**WORK ORDER:**
Every line below that carries the word "results" needs to be copied.

━━━━━━━━━━━━━━━━━━━━

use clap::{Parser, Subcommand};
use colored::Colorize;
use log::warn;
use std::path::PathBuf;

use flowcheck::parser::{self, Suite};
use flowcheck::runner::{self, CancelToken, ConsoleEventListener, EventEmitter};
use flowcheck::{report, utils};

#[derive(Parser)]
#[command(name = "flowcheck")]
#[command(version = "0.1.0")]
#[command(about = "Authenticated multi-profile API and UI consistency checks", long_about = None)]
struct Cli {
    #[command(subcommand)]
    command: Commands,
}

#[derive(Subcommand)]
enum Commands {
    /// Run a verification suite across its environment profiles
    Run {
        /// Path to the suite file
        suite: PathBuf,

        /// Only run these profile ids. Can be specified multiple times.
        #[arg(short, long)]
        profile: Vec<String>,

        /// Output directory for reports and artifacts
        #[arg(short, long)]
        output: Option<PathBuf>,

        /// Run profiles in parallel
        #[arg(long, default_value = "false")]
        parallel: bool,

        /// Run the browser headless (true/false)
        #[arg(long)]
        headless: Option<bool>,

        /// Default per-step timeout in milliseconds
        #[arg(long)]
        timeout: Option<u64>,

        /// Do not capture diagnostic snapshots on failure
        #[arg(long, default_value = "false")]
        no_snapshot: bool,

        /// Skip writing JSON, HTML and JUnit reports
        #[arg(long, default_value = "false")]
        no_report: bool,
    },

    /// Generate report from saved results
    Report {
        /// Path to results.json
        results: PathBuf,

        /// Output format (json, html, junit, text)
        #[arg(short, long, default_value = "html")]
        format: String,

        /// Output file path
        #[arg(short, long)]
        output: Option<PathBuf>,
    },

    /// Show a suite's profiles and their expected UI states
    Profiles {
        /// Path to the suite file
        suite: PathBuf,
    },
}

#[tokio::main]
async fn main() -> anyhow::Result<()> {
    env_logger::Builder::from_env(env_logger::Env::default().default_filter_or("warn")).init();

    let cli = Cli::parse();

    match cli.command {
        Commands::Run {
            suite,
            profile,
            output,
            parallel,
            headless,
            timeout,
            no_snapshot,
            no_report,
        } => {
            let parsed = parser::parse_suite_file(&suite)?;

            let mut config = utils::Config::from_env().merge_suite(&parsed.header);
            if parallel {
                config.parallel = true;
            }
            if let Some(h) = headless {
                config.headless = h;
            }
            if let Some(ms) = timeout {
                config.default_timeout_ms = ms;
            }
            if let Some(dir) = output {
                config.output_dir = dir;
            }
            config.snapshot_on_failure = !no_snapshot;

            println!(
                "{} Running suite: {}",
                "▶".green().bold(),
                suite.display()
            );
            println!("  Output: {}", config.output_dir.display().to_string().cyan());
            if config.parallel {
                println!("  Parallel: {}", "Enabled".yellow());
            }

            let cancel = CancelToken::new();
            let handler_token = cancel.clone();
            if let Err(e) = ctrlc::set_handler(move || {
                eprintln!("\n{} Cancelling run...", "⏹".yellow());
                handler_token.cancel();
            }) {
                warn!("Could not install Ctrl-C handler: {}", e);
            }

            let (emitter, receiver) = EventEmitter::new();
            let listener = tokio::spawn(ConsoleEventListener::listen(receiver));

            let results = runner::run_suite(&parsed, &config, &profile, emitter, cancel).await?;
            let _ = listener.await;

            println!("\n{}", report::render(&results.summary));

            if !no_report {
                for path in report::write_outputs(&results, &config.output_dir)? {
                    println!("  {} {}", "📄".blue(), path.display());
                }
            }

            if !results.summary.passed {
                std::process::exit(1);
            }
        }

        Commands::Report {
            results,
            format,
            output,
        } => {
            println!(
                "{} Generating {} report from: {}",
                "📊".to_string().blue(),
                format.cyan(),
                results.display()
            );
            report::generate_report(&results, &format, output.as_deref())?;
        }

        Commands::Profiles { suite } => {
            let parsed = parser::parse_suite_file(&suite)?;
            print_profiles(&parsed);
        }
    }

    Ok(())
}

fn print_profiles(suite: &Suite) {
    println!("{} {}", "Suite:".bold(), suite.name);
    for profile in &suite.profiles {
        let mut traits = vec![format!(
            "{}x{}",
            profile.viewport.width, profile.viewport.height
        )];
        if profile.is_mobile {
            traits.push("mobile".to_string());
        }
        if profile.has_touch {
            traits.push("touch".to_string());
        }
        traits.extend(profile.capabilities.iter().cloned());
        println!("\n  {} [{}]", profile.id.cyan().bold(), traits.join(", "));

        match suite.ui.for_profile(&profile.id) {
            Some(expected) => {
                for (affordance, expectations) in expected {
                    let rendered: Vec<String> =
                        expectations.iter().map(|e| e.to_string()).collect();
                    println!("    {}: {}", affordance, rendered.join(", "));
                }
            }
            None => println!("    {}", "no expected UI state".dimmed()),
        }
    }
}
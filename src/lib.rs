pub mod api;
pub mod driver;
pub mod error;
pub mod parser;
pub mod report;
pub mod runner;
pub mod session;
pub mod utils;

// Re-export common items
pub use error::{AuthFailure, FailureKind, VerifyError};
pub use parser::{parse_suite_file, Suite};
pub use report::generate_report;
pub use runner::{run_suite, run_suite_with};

━━━━━━━━━━━━━━━━━━━━

**COMPLETED EXERCISE:**
    /// Generate report from saved results
        /// Path to results.json
        results: PathBuf,
            let results = runner::run_suite(&parsed, &config, &profile, emitter, cancel).await?;
            println!("\n{}", report::render(&results.summary));
                for path in report::write_outputs(&results, &config.output_dir)? {
            if !results.summary.passed {
            results,
                results.display()
            report::generate_report(&results, &format, output.as_deref())?;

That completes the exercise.